Le azioni della Fed stanno quindi danneggiando il dollaro, perché è la Casa Bianca che lo vuole: i tassi a zero, infatti, hanno ridato forza al “carry trade”, con i mercati esteri alluvionati dai dollari facili di Bernanke. Detto fatto, un qualcosa che deprezza ulteriormente il biglietto verde e che, di riflesso, rende più care le commodities: non a caso, quando a metà del 2008 il dollaro toccò 1,60 contro l’euro, si registrò il picco record del petrolio a 147 dollari al barile. E petrolio caro, significa danni per le nazioni produttrici: con il dollaro sempre più debole, l’import Usa di commodities non fa che peggiorare il deficit commerciale del Paese (e a dimostrazione del fatto che i problemi reali degli Usa sono altri e che i mercati non si bevono l’eliminazione di Bin Laden come fattore stabilizzante, proprio ieri il petrolio ha raggiunto il record da due anni a mezzo a questa parte, sia per Wti che per il Brent). Ma, nel medio termine, il rischio è ancora peggiore: una crisi ben peggiore di quella che abbiamo vissuto nel 2008.
Un dollaro che crolla potrebbe infatti creare caos presso la varie banche centrali, intenzionate a proteggere il valore delle loro riserve. E dopo un’inevitabile spirale al ribasso, il dollaro rimbalzerà, causando il corto circuito nel carry trade, con gli investitori che di colpo si troveranno a essere debitori di una cifra più alta a causa del rafforzamento della divisa Usa. Questo si sostanzierebbe in perdite colossali per le principali istituzioni finanziarie, prodromo di rinnovate minacce a livello sistemico e globale: i mercati finanziari, di fatto, potrebbero conoscere il cosiddetto “global slump”, il crollo globale.

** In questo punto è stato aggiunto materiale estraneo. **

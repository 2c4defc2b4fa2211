use std::sync::{Mutex, MutexGuard};

use log::warn;

use crate::board::Board;
use crate::check::is_in_check;
use crate::oracle::{Outcome, RulesOracle};

/// Suffix appended to history entries for en-passant captures.
pub const EN_PASSANT_MARK: &str = "e.p.";

/// Append-only log of applied move tokens. Every access takes the lock, and
/// reads hand out copies, so a render thread never sees a half-written entry.
#[derive(Debug, Default)]
pub struct MoveHistory {
    moves: Mutex<Vec<String>>,
}

/// The square-pair part of a history entry, without display annotations.
pub fn token_body(entry: &str) -> &str {
    entry.split_whitespace().next().unwrap_or("")
}

impl MoveHistory {
    pub fn new() -> Self {
        Self {
            moves: Mutex::new(Vec::new()),
        }
    }

    // A panic while holding the lock cannot leave the Vec half-updated.
    fn lock(&self) -> MutexGuard<'_, Vec<String>> {
        self.moves.lock().unwrap_or_else(|poisoned| poisoned.into_inner())
    }

    pub fn add_move(&self, token: impl Into<String>) {
        self.lock().push(token.into());
    }

    pub fn get_history(&self) -> Vec<String> {
        self.lock().clone()
    }

    pub fn clear_history(&self) {
        self.lock().clear();
    }

    pub fn len(&self) -> usize {
        self.lock().len()
    }

    pub fn is_empty(&self) -> bool {
        self.lock().is_empty()
    }

    /// Replays the log from the standard start and renders numbered SAN
    /// lines, e.g. `"1. e4 e5"`. Moves that leave the opponent mated get `#`,
    /// checks get `+`. An entry the oracle cannot decode is shown verbatim and
    /// the replay continues from the unchanged position.
    pub fn move_history_san<O: RulesOracle>(&self, oracle: &O) -> Vec<String> {
        let raw_moves = self.get_history();
        let mut position = oracle.start_position();
        let mut plies = Vec::with_capacity(raw_moves.len());

        for entry in &raw_moves {
            plies.push(render_ply(oracle, &mut position, entry));
        }

        plies
            .chunks(2)
            .enumerate()
            .map(|(i, pair)| format!("{}. {}", i + 1, pair.join(" ")))
            .collect()
    }

    /// Placement after the first `count` recorded moves, replayed from the
    /// standard start. Undecodable entries are skipped.
    pub fn board_after<O: RulesOracle>(&self, oracle: &O, count: usize) -> Board {
        let raw_moves = self.get_history();
        let mut position = oracle.start_position();
        for entry in raw_moves.iter().take(count) {
            let token = token_body(entry);
            match oracle.decode(&position, token) {
                Ok(mv) => {
                    if let Err(e) = oracle.apply(&mut position, &mv) {
                        warn!("skipping history entry {:?}: {}", entry, e);
                    }
                }
                Err(e) => warn!("skipping history entry {:?}: {}", entry, e),
            }
        }
        oracle.board(&position)
    }
}

fn render_ply<O: RulesOracle>(oracle: &O, position: &mut O::Position, entry: &str) -> String {
    let mv = match oracle.decode(position, token_body(entry)) {
        Ok(mv) => mv,
        Err(_) => return entry.to_string(),
    };

    let mut san = oracle.encode_san(position, &mv);
    if oracle.apply(position, &mv).is_err() {
        return entry.to_string();
    }

    if let Outcome::Checkmate { .. } = oracle.outcome(position) {
        san.push('#');
    } else if is_in_check(&oracle.board(position), oracle.turn(position)) {
        san.push('+');
    }
    san
}

#[cfg(test)]
mod tests {
    use super::*;
    use crate::board::{Color, Piece, Square};
    use crate::oracle::ShakmatyOracle;
    use std::sync::Arc;
    use std::thread;

    fn history_of(tokens: &[&str]) -> MoveHistory {
        let history = MoveHistory::new();
        for token in tokens {
            history.add_move(*token);
        }
        history
    }

    #[test]
    fn test_add_and_get() {
        let history = history_of(&["e2e4", "e7e5"]);
        assert_eq!(history.get_history(), vec!["e2e4", "e7e5"]);
        assert_eq!(history.len(), 2);
    }

    #[test]
    fn test_clear() {
        let history = history_of(&["d2d4"]);
        history.clear_history();
        assert!(history.get_history().is_empty());
        assert!(history.is_empty());
    }

    #[test]
    fn test_get_history_is_a_copy() {
        let history = history_of(&["e2e4"]);
        let mut copy = history.get_history();
        copy.push("junk".to_string());
        assert_eq!(history.len(), 1);
    }

    #[test]
    fn test_san_lines() {
        let oracle = ShakmatyOracle::new();
        let history = history_of(&["e2e4", "e7e5", "g1f3", "b8c6", "f1b5"]);
        assert_eq!(
            history.move_history_san(&oracle),
            vec!["1. e4 e5", "2. Nf3 Nc6", "3. Bb5"]
        );

        let history = history_of(&["e2e4", "e7e5"]);
        assert_eq!(history.move_history_san(&oracle), vec!["1. e4 e5"]);
    }

    #[test]
    fn test_san_invalid_entry_is_literal() {
        let oracle = ShakmatyOracle::new();
        let history = history_of(&["invalid"]);
        assert_eq!(history.move_history_san(&oracle), vec!["1. invalid"]);

        // The position is unchanged, so the next entry is still White's e4
        let history = history_of(&["e2e5", "e2e4"]);
        assert_eq!(history.move_history_san(&oracle), vec!["1. e2e5 e4"]);
    }

    #[test]
    fn test_san_check_and_mate_marks() {
        let oracle = ShakmatyOracle::new();
        let history = history_of(&["e2e4", "f7f6", "d2d4", "g7g5", "d1h5"]);
        assert_eq!(
            history.move_history_san(&oracle),
            vec!["1. e4 f6", "2. d4 g5", "3. Qh5#"]
        );

        let history = history_of(&["e2e4", "d7d6", "f1b5"]);
        assert_eq!(history.move_history_san(&oracle), vec!["1. e4 d6", "2. Bb5+"]);
    }

    #[test]
    fn test_annotated_entry_decodes() {
        let oracle = ShakmatyOracle::new();
        let history = history_of(&["e2e4", "a7a6", "e4e5", "d7d5", "e5d6 e.p."]);
        let lines = history.move_history_san(&oracle);
        assert_eq!(lines[2], "3. exd6");
    }

    #[test]
    fn test_board_after() {
        let oracle = ShakmatyOracle::new();
        let history = history_of(&["e2e4", "e7e5"]);
        assert_eq!(history.board_after(&oracle, 0), Board::new_standard());

        let board = history.board_after(&oracle, 1);
        let e4 = Square::from_algebraic("e4").unwrap();
        assert_eq!(board.get_piece_at(e4), Some((Piece::Pawn, Color::White)));
        let e5 = Square::from_algebraic("e5").unwrap();
        assert_eq!(board.get_piece_at(e5), None);
    }

    #[test]
    fn test_concurrent_appends() {
        let history = Arc::new(MoveHistory::new());
        let handles: Vec<_> = (0..4)
            .map(|_| {
                let history = Arc::clone(&history);
                thread::spawn(move || {
                    for _ in 0..100 {
                        history.add_move("e2e4");
                        let _ = history.get_history();
                    }
                })
            })
            .collect();
        for handle in handles {
            handle.join().unwrap();
        }
        assert_eq!(history.len(), 400);
    }
}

Leggendo tra le righe quanto detto da Ben Bernanke, poi, penso che la prima conferenza stampa del capo della Fed non sia da ricordare come l’atto di conferma del termine del QE2 a giugno, ma la preparazione del QE3: se così fosse, Barack Obama avrebbe garantita la riconferma alla Casa Bianca, ma il mondo non potrebbe sfuggire a una crisi ben peggiore di quella di tre anni fa. Chi dice di amare l’America metta mano a questi reali problemi invece di aggrapparsi mediaticamente a eliminazioni a orologeria di terroristi per rimandarli e permettere al buon Bernanke di stampare altri dollari artificiali in santa pace e al Comex di non fallire, insieme a JP Morgan Chase, per le troppe scommesse allegre sull’argento di carta a fronte della richiesta di materiale fisico. God bless America! E la salvi da Obama e Bernanke.